Electrolytics are basically polarised i.e. they are designed to be used with a d.c. voltage on one end. If you connect the voltage around the wrong way, they tend to go bang and frighten the cat. There are quite a few different types of electrolytic capacitor, and they are generally not used where a precise value of capacitance is required. They do however, all basically offer large values of capacitance in a small physical size. They also tend to exhibit relatively large leakage currents and have fairly large tolerances. It is not unusual for an electrolytic capacitor to have a specified tolerance of ± 50% or even more. Electrolytics are typically used, but not restricted to use in low frequency energy storage applications. e.g.
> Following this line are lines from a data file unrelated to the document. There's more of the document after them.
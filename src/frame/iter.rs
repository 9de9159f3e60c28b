//! Iterator over head-framed messages read from a [`std::io::Read`] source.

use std::io::Read;

use crate::buffer::CursorBuffer;
use crate::config::FrameConfig;
use crate::error::BufferError;

use super::FrameDecoder;

/// An iterator that yields one payload buffer per frame.
///
/// `FrameReader` pulls bytes from the source in chunks, as needed, and
/// stops after the first error.
///
/// # Example
///
/// ```
/// use std::io::Cursor;
/// use cursorbuf::{CursorBuffer, FrameConfig, FrameReader};
///
/// let mut wire = Vec::new();
/// for word in ["alpha", "beta"] {
///     let mut frame = CursorBuffer::with_head();
///     frame.write_string(word);
///     frame.update_head()?;
///     wire.extend_from_slice(frame.as_bytes());
/// }
///
/// let reader = FrameReader::new(Cursor::new(wire), FrameConfig::default());
/// let words = reader
///     .map(|frame| frame?.read_string())
///     .collect::<Result<Vec<_>, _>>()?;
/// assert_eq!(words, ["alpha", "beta"]);
/// # Ok::<(), cursorbuf::BufferError>(())
/// ```
pub struct FrameReader<R> {
    reader: R,
    decoder: FrameDecoder,
    finished: bool,
}

impl<R: Read> FrameReader<R> {
    /// Creates a frame reader over `reader`.
    pub fn new(reader: R, config: FrameConfig) -> Self {
        Self {
            reader,
            decoder: FrameDecoder::new(config),
            finished: false,
        }
    }

    /// Returns the wrapped source.
    pub fn into_inner(self) -> R {
        self.reader
    }
}

impl<R: Read> Iterator for FrameReader<R> {
    type Item = Result<CursorBuffer, BufferError>;

    fn next(&mut self) -> Option<Self::Item> {
        if self.finished {
            return None;
        }

        loop {
            match self.decoder.decode() {
                Ok(Some(frame)) => return Some(Ok(frame)),
                Ok(None) => {}
                Err(e) => {
                    self.finished = true;
                    return Some(Err(e));
                }
            }

            match self.decoder.buffer_mut().fill_from(&mut self.reader) {
                Ok(0) => {
                    self.finished = true;
                    return self.decoder.finish().err().map(Err);
                }
                Ok(_) => {}
                Err(e) => {
                    self.finished = true;
                    return Some(Err(e));
                }
            }
        }
    }
}

impl<R> std::fmt::Debug for FrameReader<R> {
    fn fmt(&self, f: &mut std::fmt::Formatter<'_>) -> std::fmt::Result {
        f.debug_struct("FrameReader")
            .field("decoder", &self.decoder)
            .field("finished", &self.finished)
            .finish()
    }
}

#[cfg(test)]
mod tests {
    use super::*;
    use std::io::Cursor;

    fn wire(payloads: &[&[u8]]) -> Vec<u8> {
        let mut out = Vec::new();
        for payload in payloads {
            let mut frame = CursorBuffer::with_head();
            frame.write_bytes(payload);
            frame.update_head().unwrap();
            out.extend_from_slice(frame.as_bytes());
        }
        out
    }

    #[test]
    fn test_empty_source() {
        let mut reader = FrameReader::new(Cursor::new(Vec::new()), FrameConfig::default());
        assert!(reader.next().is_none());
    }

    #[test]
    fn test_frames_larger_than_read_step() {
        let big = vec![0x5A; 1000];
        let data = wire(&[b"small", &big, b""]);
        let frames: Vec<_> = FrameReader::new(Cursor::new(data), FrameConfig::default())
            .collect::<Result<Vec<_>, _>>()
            .unwrap();

        assert_eq!(frames.len(), 3);
        assert_eq!(frames[0].as_bytes(), b"small");
        assert_eq!(frames[1].as_bytes(), &big[..]);
        assert!(frames[2].is_empty());
    }

    #[test]
    fn test_truncated_stream() {
        let mut data = wire(&[b"complete", b"partial"]);
        data.truncate(data.len() - 2);

        let mut reader = FrameReader::new(Cursor::new(data), FrameConfig::default());
        assert!(reader.next().unwrap().is_ok());
        assert!(matches!(
            reader.next(),
            Some(Err(BufferError::Io(ref e))) if e.kind() == std::io::ErrorKind::UnexpectedEof
        ));
        assert!(reader.next().is_none());
    }

    #[test]
    fn test_oversized_frame_fuses() {
        let data = wire(&[b"0123456789", b"ok"]);
        let config = FrameConfig::default().with_max_frame_len(4);
        let mut reader = FrameReader::new(Cursor::new(data), config);
        assert!(matches!(
            reader.next(),
            Some(Err(BufferError::FrameTooLarge { actual: 10, max: 4 }))
        ));
        assert!(reader.next().is_none());
    }
}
Power supply filtering. At high frequencies ESR (Equivalent Series Resistance) renders the standard electrolytic capacitor useless. This is worth remembering and is the reason that for decoupling, electrolytics are often found in combination with ceramic capacitors which have better high frequency characteristics. In switch mode power supplies capacitors with low ESR are normally specified.
When a capacitor is suspect, it is not as easy to check as say a resistor with a multi meter. But there are simple ways that relative checks can be carried out. If you are really keen, connect the capacitor in series with a resistor and apply a known dc voltage. Time the voltage rise across the capacitor and knowing the time constant (C x R) compare the times. It should take CxR seconds for the capacitor voltage to reach 63% of the supply voltage. Or, alternatively, it takes approximately 5 times C x R for the voltage to reach 99% of the supply voltage. This method though is only of use for large values of capacitor.
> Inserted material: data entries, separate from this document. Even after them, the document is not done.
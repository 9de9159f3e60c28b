//! Error types for cursorbuf.

use std::fmt;

/// Errors that can occur while encoding, decoding or ingesting bytes.
///
/// Every read-family operation that fails leaves the buffer cursor where it
/// was before the call, so a caller may supply more bytes and retry.
#[derive(Debug)]
pub enum BufferError {
    /// Fewer bytes remain between cursor and length than the read requires.
    InsufficientData {
        /// Bytes the operation needed.
        requested: usize,
        /// Bytes that were available.
        available: usize,
    },

    /// A varint ran past its byte budget without a terminating byte.
    MalformedVarint {
        /// Bytes inspected before giving up.
        consumed: usize,
    },

    /// A well-formed varint does not fit the requested integer width.
    VarintOverflow {
        /// Width of the target integer in bits.
        bits: u32,
    },

    /// A boolean byte other than 0 or 1.
    InvalidBool {
        /// The offending byte.
        value: u8,
    },

    /// A length-prefixed string did not hold valid UTF-8.
    InvalidUtf8(std::str::Utf8Error),

    /// A frame head announced more bytes than allowed.
    FrameTooLarge {
        /// The announced (or produced) payload size.
        actual: usize,
        /// The configured maximum.
        max: usize,
    },

    /// The allocator refused to grow the backing storage.
    AllocationFailed {
        /// Capacity that was requested.
        requested: usize,
    },

    /// Invalid configuration parameter.
    InvalidConfig {
        /// Description of what was invalid.
        message: &'static str,
    },

    /// The external byte source failed.
    Io(std::io::Error),
}

impl BufferError {
    /// Returns true if the failure may go away once more bytes are loaded.
    pub fn is_insufficient_data(&self) -> bool {
        matches!(self, BufferError::InsufficientData { .. })
    }

    pub(crate) fn insufficient(requested: usize, available: usize) -> Self {
        BufferError::InsufficientData {
            requested,
            available,
        }
    }
}

impl fmt::Display for BufferError {
    fn fmt(&self, f: &mut fmt::Formatter<'_>) -> fmt::Result {
        match self {
            BufferError::InsufficientData {
                requested,
                available,
            } => write!(
                f,
                "insufficient data: need {} bytes, {} available",
                requested, available
            ),
            BufferError::MalformedVarint { consumed } => {
                write!(f, "malformed varint: no terminator after {} bytes", consumed)
            }
            BufferError::VarintOverflow { bits } => {
                write!(f, "varint overflows {}-bit integer", bits)
            }
            BufferError::InvalidBool { value } => write!(f, "invalid bool byte: {:#04x}", value),
            BufferError::InvalidUtf8(e) => write!(f, "invalid utf-8 string: {}", e),
            BufferError::FrameTooLarge { actual, max } => {
                write!(f, "frame too large: {} bytes (max {})", actual, max)
            }
            BufferError::AllocationFailed { requested } => {
                write!(f, "allocation failed: {} bytes", requested)
            }
            BufferError::InvalidConfig { message } => write!(f, "invalid config: {}", message),
            BufferError::Io(e) => write!(f, "io error: {}", e),
        }
    }
}

impl std::error::Error for BufferError {
    fn source(&self) -> Option<&(dyn std::error::Error + 'static)> {
        match self {
            BufferError::Io(e) => Some(e),
            BufferError::InvalidUtf8(e) => Some(e),
            _ => None,
        }
    }
}

impl From<std::io::Error> for BufferError {
    fn from(e: std::io::Error) -> Self {
        BufferError::Io(e)
    }
}

impl From<std::str::Utf8Error> for BufferError {
    fn from(e: std::str::Utf8Error) -> Self {
        BufferError::InvalidUtf8(e)
    }
}

impl From<BufferError> for std::io::Error {
    fn from(e: BufferError) -> Self {
        match e {
            BufferError::Io(e) => e,
            BufferError::InsufficientData { .. } => {
                std::io::Error::new(std::io::ErrorKind::UnexpectedEof, e)
            }
            other => std::io::Error::new(std::io::ErrorKind::InvalidData, other),
        }
    }
}

#[cfg(test)]
mod tests {
    use super::*;

    #[test]
    fn test_io_error_conversion() {
        let io_err = std::io::Error::new(std::io::ErrorKind::NotFound, "test");
        let err: BufferError = io_err.into();
        assert!(matches!(err, BufferError::Io(_)));
    }

    #[test]
    fn test_display() {
        let err = BufferError::insufficient(8, 3);
        assert!(err.to_string().contains("need 8 bytes, 3 available"));

        let err = BufferError::InvalidBool { value: 7 };
        assert_eq!(err.to_string(), "invalid bool byte: 0x07");
    }

    #[test]
    fn test_is_insufficient_data() {
        assert!(BufferError::insufficient(1, 0).is_insufficient_data());
        assert!(!BufferError::MalformedVarint { consumed: 10 }.is_insufficient_data());
    }

    #[test]
    fn test_into_io_error_kind() {
        let io: std::io::Error = BufferError::insufficient(4, 0).into();
        assert_eq!(io.kind(), std::io::ErrorKind::UnexpectedEof);

        let io: std::io::Error = BufferError::MalformedVarint { consumed: 10 }.into();
        assert_eq!(io.kind(), std::io::ErrorKind::InvalidData);
    }
}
Another method uses the dynamics of a moving coil or analogue multimeter on the ohms range. Connect the multimeter across the capacitor and watch the 'kick' as the capacitor charges. Reverse the connections to see the effect again. You can compare the rate and size of the 'kick' as the capacitor is charged and discharged, with that of a known good capacitor. Be careful using this technique on low voltage tantalums as a small reverse voltage is applied to the capacitor. Again this technique is really only of use with relatively large capacitors and gives an approximate comparison only.
For small capacitors it is probably easiest to substitute a suspect capacitor with a known good one. Some of the better DVMs can also measure capacitors over a useful range of values.
To summarise, capacitors generally fail by becoming leaky or eventually failing short circuit.The primary causes of this are old age or extremes of temperature. Excessive voltages are usually the prime cause of complete capacitor failure. Between the onset of abnormal leakage and complete failure, different symptoms might be exhibited depending on the capacitors function within the circuit. A capacitor used for timing may result in an incorrect time period, it may even cause the timing circuit to latch up completely. Excessive ripple on a dc supply or hum on an audio output stage can both be signs of capacitor degradation or failure.